The Honest Bottom Line by User Type
A direct verdict for each use case:
Solo creator building a newsletter business: Start on Kit's free plan (10,000 subscribers free), migrate to beehiiv once you are ready to monetize through ads or paid subscriptions.
Ecommerce store doing under $500k/year: MailerLite or Omnisend covers you. Start with Omnisend if you want SMS in the mix from day one.
Ecommerce store scaling past $500k/year: Klaviyo. The revenue attribution and automation depth justify the cost. Abandoned cart flows alone typically return multiples of the platform cost in recovered revenue.
B2B service business or agency with a sales pipeline: ActiveCampaign if you want automation tied to your CRM. Brevo if you want cheap email marketing plus basic CRM at scale.
Small business on a tight budget: Sender (best free plan) or Brevo (cheapest paid plan, and free up to 300 emails/day for very small senders).
High-volume sender with a large, infrequently emailed list: Brevo. The per-send pricing model is purpose-built for this use case. MailerLite would cost 2-3x more for the same activity pattern.
Budget-conscious operator who liked MailerLite's interface and just wants more free tier: Sender. It mirrors the simplicity of MailerLite with a more generous free plan and adds SMS.
Switching Is Cheaper Than Staying Wrong
Switching platforms costs you a week of work. It is the automation you never build because the tool is too complex. It is the list hygiene you ignore because the platform does not flag it. The monetization you leave on the table because your newsletter tool was not built for revenue - that is what compounds.
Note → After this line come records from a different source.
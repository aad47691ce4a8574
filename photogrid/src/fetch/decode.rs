//! Image decoding for fetched payloads.

use super::error::DecodeError;
use image::RgbaImage;
use std::fmt;
use std::sync::Arc;

/// A decoded, displayable image.
///
/// Wraps the RGBA bitmap in an `Arc` so outcomes can be cloned and handed to
/// a rendering context without copying pixels.
#[derive(Clone)]
pub struct DecodedImage {
    pixels: Arc<RgbaImage>,
}

impl DecodedImage {
    /// Wraps an already decoded bitmap.
    pub fn new(pixels: RgbaImage) -> Self {
        Self {
            pixels: Arc::new(pixels),
        }
    }

    /// Image width in pixels.
    pub fn width(&self) -> u32 {
        self.pixels.width()
    }

    /// Image height in pixels.
    pub fn height(&self) -> u32 {
        self.pixels.height()
    }

    /// Borrows the RGBA bitmap.
    pub fn pixels(&self) -> &RgbaImage {
        &self.pixels
    }
}

impl fmt::Debug for DecodedImage {
    fn fmt(&self, f: &mut fmt::Formatter<'_>) -> fmt::Result {
        f.debug_struct("DecodedImage")
            .field("width", &self.width())
            .field("height", &self.height())
            .finish()
    }
}

impl PartialEq for DecodedImage {
    fn eq(&self, other: &Self) -> bool {
        Arc::ptr_eq(&self.pixels, &other.pixels) || *self.pixels == *other.pixels
    }
}

/// Decodes a response body into an RGBA image.
///
/// An empty body is [`DecodeError::Empty`]; anything the `image` crate cannot
/// recognise or parse is [`DecodeError::Malformed`].
pub fn decode_image(data: &[u8]) -> Result<DecodedImage, DecodeError> {
    if data.is_empty() {
        return Err(DecodeError::Empty);
    }

    let img = image::load_from_memory(data).map_err(|e| DecodeError::Malformed(e.to_string()))?;
    Ok(DecodedImage::new(img.to_rgba8()))
}
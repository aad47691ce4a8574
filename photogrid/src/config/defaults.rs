//! Default values and constants for all configuration settings.

use std::path::PathBuf;

use super::settings::*;
use crate::fetch::DEFAULT_USER_AGENT;

/// Per-request timeout in seconds.
pub const DEFAULT_FETCH_TIMEOUT_SECS: u64 = 15;

/// CPU count used when hardware parallelism cannot be detected.
pub const FALLBACK_CPU_COUNT: usize = 4;

/// Placeholder image service used by the grid.
pub const DEFAULT_SOURCE_URL: &str = "https://picsum.photos/200/200";

/// Records created by a full reload.
pub const DEFAULT_RELOAD_COUNT: usize = 140;

/// Grid page width in cells.
pub const DEFAULT_COLUMNS: u32 = 7;

/// Grid page height in cells.
pub const DEFAULT_ROWS: u32 = 10;

/// Get the number of available CPU cores.
pub fn num_cpus() -> usize {
    std::thread::available_parallelism()
        .map(|n| n.get())
        .unwrap_or(FALLBACK_CPU_COUNT)
}

/// Default fetch concurrency: one running fetch per CPU.
pub fn default_max_concurrent() -> usize {
    num_cpus()
}

/// Get the path to the config directory (~/.photogrid).
pub fn config_directory() -> PathBuf {
    dirs::home_dir()
        .unwrap_or_else(|| PathBuf::from("."))
        .join(".photogrid")
}

/// Get the path to the config file (~/.photogrid/config.ini).
pub fn config_file_path() -> PathBuf {
    config_directory().join("config.ini")
}

/// Default log file location (~/.photogrid/photogrid.log).
pub fn default_log_file() -> PathBuf {
    config_directory().join("photogrid.log")
}

impl Default for ConfigFile {
    fn default() -> Self {
        Self {
            fetch: FetchSettings {
                timeout: DEFAULT_FETCH_TIMEOUT_SECS,
                max_concurrent: None,
                user_agent: DEFAULT_USER_AGENT.to_string(),
            },
            grid: GridSettings {
                source_url: DEFAULT_SOURCE_URL.to_string(),
                reload_count: DEFAULT_RELOAD_COUNT,
                columns: DEFAULT_COLUMNS,
                rows: DEFAULT_ROWS,
            },
            logging: LoggingSettings {
                file: default_log_file(),
            },
        }
    }
}
//! INI serialization logic for converting `ConfigFile` → INI string.

use std::path::Path;

use super::settings::ConfigFile;

/// Convert a `ConfigFile` to a commented INI string for saving.
pub(super) fn to_config_string(config: &ConfigFile) -> String {
    let max_concurrent = config
        .fetch
        .max_concurrent
        .map(|n| n.to_string())
        .unwrap_or_else(|| "auto".to_string());

    format!(
        r#"[fetch]
; Seconds before a single image request fails with a timeout
timeout = {}
; Maximum simultaneously running fetches ("auto" = one per CPU)
max_concurrent = {}
user_agent = {}

[grid]
; Every new photo record is fetched from this URL
source_url = {}
; Number of records created by a full reload
reload_count = {}
; Page shape in cells
columns = {}
rows = {}

[logging]
file = {}
"#,
        config.fetch.timeout,
        max_concurrent,
        config.fetch.user_agent,
        config.grid.source_url,
        config.grid.reload_count,
        config.grid.columns,
        config.grid.rows,
        path_to_string(&config.logging.file),
    )
}

fn path_to_string(path: &Path) -> String {
    if let Some(home) = dirs::home_dir() {
        if let Ok(stripped) = path.strip_prefix(&home) {
            return format!("~/{}", stripped.display());
        }
    }
    path.display().to_string()
}

#[cfg(test)]
mod tests {
    use super::*;

    #[test]
    fn test_default_writes_auto_concurrency() {
        let content = to_config_string(&ConfigFile::default());
        assert!(content.contains("max_concurrent = auto"));
        assert!(content.contains("timeout = 15"));
        assert!(content.contains("[grid]"));
    }

    #[test]
    fn test_explicit_concurrency_is_written() {
        let mut config = ConfigFile::default();
        config.fetch.max_concurrent = Some(12);
        assert!(to_config_string(&config).contains("max_concurrent = 12"));
    }
}
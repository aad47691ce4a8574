//! Configuration management CLI commands.
//!
//! Provides `config path`, `config show` and `config init`.

use clap::Subcommand;
use photogrid::config::{config_file_path, ConfigFile};

use crate::error::CliError;

/// Config subcommands.
#[derive(Debug, Subcommand)]
pub enum ConfigCommands {
    /// Show the configuration file path
    Path,

    /// Print the effective configuration as INI
    Show,

    /// Write a configuration file with default values
    Init {
        /// Overwrite an existing configuration file
        #[arg(long)]
        force: bool,
    },
}

/// Run a config subcommand.
pub fn run(command: ConfigCommands) -> Result<(), CliError> {
    match command {
        ConfigCommands::Path => run_path(),
        ConfigCommands::Show => run_show(),
        ConfigCommands::Init { force } => run_init(force),
    }
}

/// Show the configuration file path.
fn run_path() -> Result<(), CliError> {
    println!("{}", config_file_path().display());
    Ok(())
}

/// Print the configuration, falling back to defaults when no file exists.
fn run_show() -> Result<(), CliError> {
    let path = config_file_path();
    let config = ConfigFile::load_from(&path)?;

    if !path.exists() {
        println!("; No configuration file at {}, showing defaults", path.display());
    }
    print!("{}", config.to_ini_string());

    Ok(())
}

/// Write the default configuration file.
fn run_init(force: bool) -> Result<(), CliError> {
    let path = config_file_path();

    if path.exists() && !force {
        println!("Configuration file already exists: {}", path.display());
        println!("Use 'photogrid config init --force' to overwrite it.");
        return Ok(());
    }

    ConfigFile::default().save_to(&path)?;
    println!("Created {}", path.display());

    Ok(())
}
//! Integration tests for the keyed fetch queue.
//!
//! These tests verify the queue end to end against a fake transport:
//! - At most one fetch per key (deduplication)
//! - Exactly one outcome per delivered fetch, none after cancel_all
//! - Bounded concurrency and FIFO admission
//! - Timeout, cancellation and retry scenarios

use photogrid::config::FetchConfig;
use photogrid::fetch::{AsyncHttpClient, FetchOutcome, NetworkError};
use photogrid::queue::KeyedFetchQueue;
use photogrid::PositionKey;
use std::collections::HashMap;
use std::sync::atomic::{AtomicBool, AtomicUsize, Ordering};
use std::sync::{Arc, Mutex};
use std::time::Duration;
use tokio::sync::mpsc;

// =============================================================================
// Test Helpers
// =============================================================================

/// Transport that sleeps, then answers with a PNG or an error.
///
/// Tracks how many requests are active at once and the order they started in.
#[derive(Clone, Default)]
struct FakeTransport {
    state: Arc<FakeState>,
}

#[derive(Default)]
struct FakeState {
    delay: Duration,
    /// Number of leading requests that fail
    fail_first: usize,
    calls: AtomicUsize,
    completed: AtomicUsize,
    active: AtomicUsize,
    peak: AtomicUsize,
    started: Mutex<Vec<String>>,
}

/// Decrements the active count even when the request future is dropped.
struct ActiveGuard<'a>(&'a AtomicUsize);

impl Drop for ActiveGuard<'_> {
    fn drop(&mut self) {
        self.0.fetch_sub(1, Ordering::SeqCst);
    }
}

impl FakeTransport {
    fn new(delay: Duration) -> Self {
        Self::failing_first(delay, 0)
    }

    fn failing_first(delay: Duration, fail_first: usize) -> Self {
        Self {
            state: Arc::new(FakeState {
                delay,
                fail_first,
                ..Default::default()
            }),
        }
    }

    fn calls(&self) -> usize {
        self.state.calls.load(Ordering::SeqCst)
    }

    fn completed(&self) -> usize {
        self.state.completed.load(Ordering::SeqCst)
    }

    fn peak(&self) -> usize {
        self.state.peak.load(Ordering::SeqCst)
    }

    fn started(&self) -> Vec<String> {
        self.state.started.lock().unwrap().clone()
    }
}

impl AsyncHttpClient for FakeTransport {
    async fn get(&self, url: &str) -> Result<Vec<u8>, NetworkError> {
        let call = self.state.calls.fetch_add(1, Ordering::SeqCst);
        self.state.started.lock().unwrap().push(url.to_string());

        let active = self.state.active.fetch_add(1, Ordering::SeqCst) + 1;
        self.state.peak.fetch_max(active, Ordering::SeqCst);
        let _guard = ActiveGuard(&self.state.active);

        if !self.state.delay.is_zero() {
            tokio::time::sleep(self.state.delay).await;
        }
        self.state.completed.fetch_add(1, Ordering::SeqCst);

        if call < self.state.fail_first {
            Err(NetworkError::Transport("connection reset".to_string()))
        } else {
            Ok(png_bytes())
        }
    }
}

fn png_bytes() -> Vec<u8> {
    let img = image::RgbaImage::from_pixel(4, 4, image::Rgba([0, 128, 255, 255]));
    let mut buffer = std::io::Cursor::new(Vec::new());
    img.write_to(&mut buffer, image::ImageFormat::Png).unwrap();
    buffer.into_inner()
}

type Delivery = (PositionKey, FetchOutcome);

fn config(capacity: usize) -> FetchConfig {
    FetchConfig::new().with_max_concurrent(capacity)
}

fn url(key: PositionKey) -> String {
    format!("http://fake/{}/{}", key.section, key.item)
}

fn submit(
    queue: &KeyedFetchQueue<FakeTransport>,
    key: PositionKey,
    tx: &mpsc::UnboundedSender<Delivery>,
) -> bool {
    let tx = tx.clone();
    queue.submit(key, url(key), move |outcome| {
        let _ = tx.send((key, outcome));
    })
}

/// Collects every delivery until all callbacks are either called or dropped.
async fn drain(mut rx: mpsc::UnboundedReceiver<Delivery>) -> Vec<Delivery> {
    let mut delivered = Vec::new();
    while let Some(delivery) = rx.recv().await {
        delivered.push(delivery);
    }
    delivered
}

// =============================================================================
// Integration Tests
// =============================================================================

#[tokio::test(flavor = "multi_thread", worker_threads = 4)]
async fn test_repeated_key_runs_once() {
    let transport = FakeTransport::new(Duration::from_millis(500));
    let queue = Arc::new(KeyedFetchQueue::new(transport.clone(), &config(4)));
    let (tx, rx) = mpsc::unbounded_channel();
    let key = PositionKey::new(0, 0);

    let handles: Vec<_> = (0..16)
        .map(|_| {
            let queue = Arc::clone(&queue);
            let tx = tx.clone();
            std::thread::spawn(move || submit(&queue, key, &tx))
        })
        .collect();
    let admitted = handles
        .into_iter()
        .map(|h| h.join().unwrap())
        .filter(|admitted| *admitted)
        .count();
    drop(tx);

    let delivered = drain(rx).await;

    assert_eq!(admitted, 1, "exactly one submission should be admitted");
    assert_eq!(delivered.len(), 1);
    assert!(delivered[0].1.is_success());
    assert_eq!(transport.calls(), 1);
}

#[tokio::test(flavor = "multi_thread", worker_threads = 4)]
async fn test_capacity_four_with_140_keys() {
    let transport = FakeTransport::new(Duration::from_millis(10));
    let queue = KeyedFetchQueue::new(transport.clone(), &config(4));
    let (tx, rx) = mpsc::unbounded_channel();

    for item in 0..140 {
        assert!(submit(&queue, PositionKey::item(item), &tx));
    }
    assert_eq!(queue.in_flight_count(), 140, "table is not bounded by capacity");
    drop(tx);

    let delivered = drain(rx).await;

    assert_eq!(delivered.len(), 140);
    assert!(delivered.iter().all(|(_, outcome)| outcome.is_success()));
    assert_eq!(transport.peak(), 4, "exactly capacity fetches at steady state");
    assert_eq!(queue.stats().peak_running, 4);
    assert_eq!(queue.in_flight_count(), 0);
}

#[tokio::test(flavor = "multi_thread", worker_threads = 4)]
async fn test_admission_is_fifo() {
    let transport = FakeTransport::new(Duration::from_millis(5));
    let queue = KeyedFetchQueue::new(transport.clone(), &config(1));
    let (tx, rx) = mpsc::unbounded_channel();

    let keys: Vec<PositionKey> = (0..12).map(PositionKey::item).collect();
    for key in &keys {
        submit(&queue, *key, &tx);
    }
    drop(tx);
    drain(rx).await;

    let expected: Vec<String> = keys.iter().map(|k| url(*k)).collect();
    assert_eq!(transport.started(), expected);
}

#[tokio::test(start_paused = true)]
async fn test_timeout_fails_and_clears_entry() {
    let transport = FakeTransport::new(Duration::from_secs(60));
    let queue = KeyedFetchQueue::new(transport, &config(2).with_timeout_secs(15));
    let (tx, mut rx) = mpsc::unbounded_channel();
    let key = PositionKey::new(0, 0);

    submit(&queue, key, &tx);
    let (delivered_key, outcome) = rx.recv().await.unwrap();

    assert_eq!(delivered_key, key);
    assert_eq!(
        outcome,
        FetchOutcome::Failed(NetworkError::Timeout(Duration::from_secs(15)).into())
    );
    assert!(!queue.is_in_flight(key));
}

#[tokio::test(flavor = "multi_thread", worker_threads = 2)]
async fn test_cancel_before_response_never_succeeds() {
    let transport = FakeTransport::new(Duration::from_millis(100));
    let queue = KeyedFetchQueue::new(transport.clone(), &config(4));
    let (tx, rx) = mpsc::unbounded_channel();
    let key = PositionKey::new(3, 0);

    submit(&queue, key, &tx);
    tokio::time::sleep(Duration::from_millis(20)).await;
    assert!(queue.cancel(key));
    drop(tx);

    // Give the aborted request time to have finished had it not been aborted.
    tokio::time::sleep(Duration::from_millis(200)).await;
    let delivered = drain(rx).await;

    assert_eq!(delivered, vec![(key, FetchOutcome::Cancelled)]);
    assert_eq!(transport.completed(), 0, "the transport request should be aborted");
    assert_eq!(queue.stats().discarded, 1);
}

#[tokio::test(flavor = "multi_thread", worker_threads = 2)]
async fn test_failed_key_can_be_resubmitted() {
    let transport = FakeTransport::failing_first(Duration::ZERO, 1);
    let queue = KeyedFetchQueue::new(transport.clone(), &config(2));
    let key = PositionKey::new(1, 0);

    let (tx, mut rx) = mpsc::unbounded_channel();
    submit(&queue, key, &tx);
    let (_, first) = rx.recv().await.unwrap();
    assert!(first.is_failed());
    assert!(!queue.is_in_flight(key));

    assert!(submit(&queue, key, &tx), "retry must not be deduplicated");
    let (_, second) = rx.recv().await.unwrap();
    assert!(second.is_success());
    assert_eq!(transport.calls(), 2);
}

#[tokio::test(flavor = "multi_thread", worker_threads = 2)]
async fn test_resubmit_from_callback_is_admitted() {
    let transport = FakeTransport::new(Duration::ZERO);
    let queue = Arc::new(KeyedFetchQueue::new(transport.clone(), &config(2)));
    let (tx, rx) = mpsc::unbounded_channel();
    let readmitted = Arc::new(AtomicBool::new(false));
    let key = PositionKey::new(0, 7);

    let inner_queue = Arc::clone(&queue);
    let inner_tx = tx.clone();
    let flag = Arc::clone(&readmitted);
    queue.submit(key, url(key), move |first| {
        flag.store(submit(&inner_queue, key, &inner_tx), Ordering::SeqCst);
        let _ = inner_tx.send((key, first));
    });
    drop(tx);

    let delivered = drain(rx).await;

    assert!(readmitted.load(Ordering::SeqCst), "entry is removed before delivery");
    assert_eq!(delivered.len(), 2);
    assert!(delivered.iter().all(|(k, outcome)| *k == key && outcome.is_success()));
    assert_eq!(transport.calls(), 2);
}

#[tokio::test(flavor = "multi_thread", worker_threads = 4)]
async fn test_cancel_all_empties_table_immediately() {
    let transport = FakeTransport::new(Duration::from_millis(100));
    let queue = KeyedFetchQueue::new(transport.clone(), &config(2));
    let (tx, rx) = mpsc::unbounded_channel();

    for item in 0..10 {
        submit(&queue, PositionKey::item(item), &tx);
    }
    tokio::time::sleep(Duration::from_millis(20)).await;

    assert_eq!(queue.cancel_all(), 10);
    assert_eq!(queue.in_flight_count(), 0);

    // Previously in-flight key is admitted straight away.
    let (fresh_tx, fresh_rx) = mpsc::unbounded_channel();
    assert!(submit(&queue, PositionKey::item(0), &fresh_tx));
    drop(tx);
    drop(fresh_tx);

    assert!(drain(rx).await.is_empty(), "cancelled batch delivers nothing");
    let fresh = drain(fresh_rx).await;
    assert_eq!(fresh.len(), 1);
    assert!(fresh[0].1.is_success());
    assert!(transport.calls() <= 3, "queued fetches never reach the transport");
}

#[tokio::test(flavor = "multi_thread", worker_threads = 4)]
async fn test_cancel_all_racing_submissions_delivers_at_most_once() {
    let transport = FakeTransport::new(Duration::from_millis(2));
    let queue = Arc::new(KeyedFetchQueue::new(transport, &config(4)));
    let (tx, rx) = mpsc::unbounded_channel();

    let submitters: Vec<_> = (0..4u32)
        .map(|section| {
            let queue = Arc::clone(&queue);
            let tx = tx.clone();
            std::thread::spawn(move || {
                for item in 0..50 {
                    submit(&queue, PositionKey::new(section, item), &tx);
                }
            })
        })
        .collect();
    let canceller = {
        let queue = Arc::clone(&queue);
        std::thread::spawn(move || {
            for _ in 0..20 {
                queue.cancel_all();
                std::thread::yield_now();
            }
        })
    };
    for handle in submitters {
        handle.join().unwrap();
    }
    canceller.join().unwrap();
    drop(tx);

    let mut deliveries: HashMap<PositionKey, usize> = HashMap::new();
    for (key, _) in drain(rx).await {
        *deliveries.entry(key).or_default() += 1;
    }

    assert!(deliveries.values().all(|count| *count == 1));
    assert_eq!(queue.in_flight_count(), 0);
    let stats = queue.stats();
    assert_eq!(stats.submitted, 200);
    assert_eq!(stats.delivered + stats.cancelled, 200 - stats.deduplicated);
}

#[tokio::test(flavor = "multi_thread", worker_threads = 2)]
async fn test_dropping_queue_cancels_without_delivery() {
    let transport = FakeTransport::new(Duration::from_millis(100));
    let queue = KeyedFetchQueue::new(transport, &config(2));
    let (tx, rx) = mpsc::unbounded_channel();

    for item in 0..5 {
        submit(&queue, PositionKey::item(item), &tx);
    }
    drop(queue);
    drop(tx);

    assert!(drain(rx).await.is_empty());
}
I have seen migrations wrap up in a week. Every major platform will import your MailerLite list via CSV without losing a single contact. Automations need to be rebuilt, but that usually takes a few hours with modern visual builders.
Pick the tool that matches where you are going, not just where you are. Your list is an asset that outlasts any platform. The platform is just infrastructure.